'''
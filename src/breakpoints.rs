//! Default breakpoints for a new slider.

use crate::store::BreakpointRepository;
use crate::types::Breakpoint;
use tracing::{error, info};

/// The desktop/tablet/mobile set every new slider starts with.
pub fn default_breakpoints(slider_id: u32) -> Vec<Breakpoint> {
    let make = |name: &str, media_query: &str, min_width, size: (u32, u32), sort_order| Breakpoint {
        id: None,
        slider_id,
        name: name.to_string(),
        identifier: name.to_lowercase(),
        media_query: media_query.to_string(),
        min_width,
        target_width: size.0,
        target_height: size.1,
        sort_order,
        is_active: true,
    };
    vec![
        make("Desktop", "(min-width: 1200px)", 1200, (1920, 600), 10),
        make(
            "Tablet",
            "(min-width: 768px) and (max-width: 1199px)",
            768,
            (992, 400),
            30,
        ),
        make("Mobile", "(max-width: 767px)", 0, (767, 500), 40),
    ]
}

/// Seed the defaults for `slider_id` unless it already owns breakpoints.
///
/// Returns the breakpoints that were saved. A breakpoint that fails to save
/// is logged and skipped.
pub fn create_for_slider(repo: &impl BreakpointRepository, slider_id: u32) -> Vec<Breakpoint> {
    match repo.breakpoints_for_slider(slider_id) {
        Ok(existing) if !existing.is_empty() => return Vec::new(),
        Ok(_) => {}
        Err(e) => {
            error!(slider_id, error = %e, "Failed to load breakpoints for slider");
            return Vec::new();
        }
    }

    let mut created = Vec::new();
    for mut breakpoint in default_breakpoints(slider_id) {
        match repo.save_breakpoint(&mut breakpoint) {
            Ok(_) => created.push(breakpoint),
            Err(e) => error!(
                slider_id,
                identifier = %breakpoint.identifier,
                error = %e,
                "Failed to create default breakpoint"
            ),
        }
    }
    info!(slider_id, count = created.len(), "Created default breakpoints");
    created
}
'''
*Work order*: From the records above, pull every line that has the string "make" and copy it.

*Solution below*:
    let make = |name: &str, media_query: &str, min_width, size: (u32, u32), sort_order| Breakpoint {
        make("Desktop", "(min-width: 1200px)", 1200, (1920, 600), 10),
        make(
        make("Mobile", "(max-width: 767px)", 0, (767, 500), 40),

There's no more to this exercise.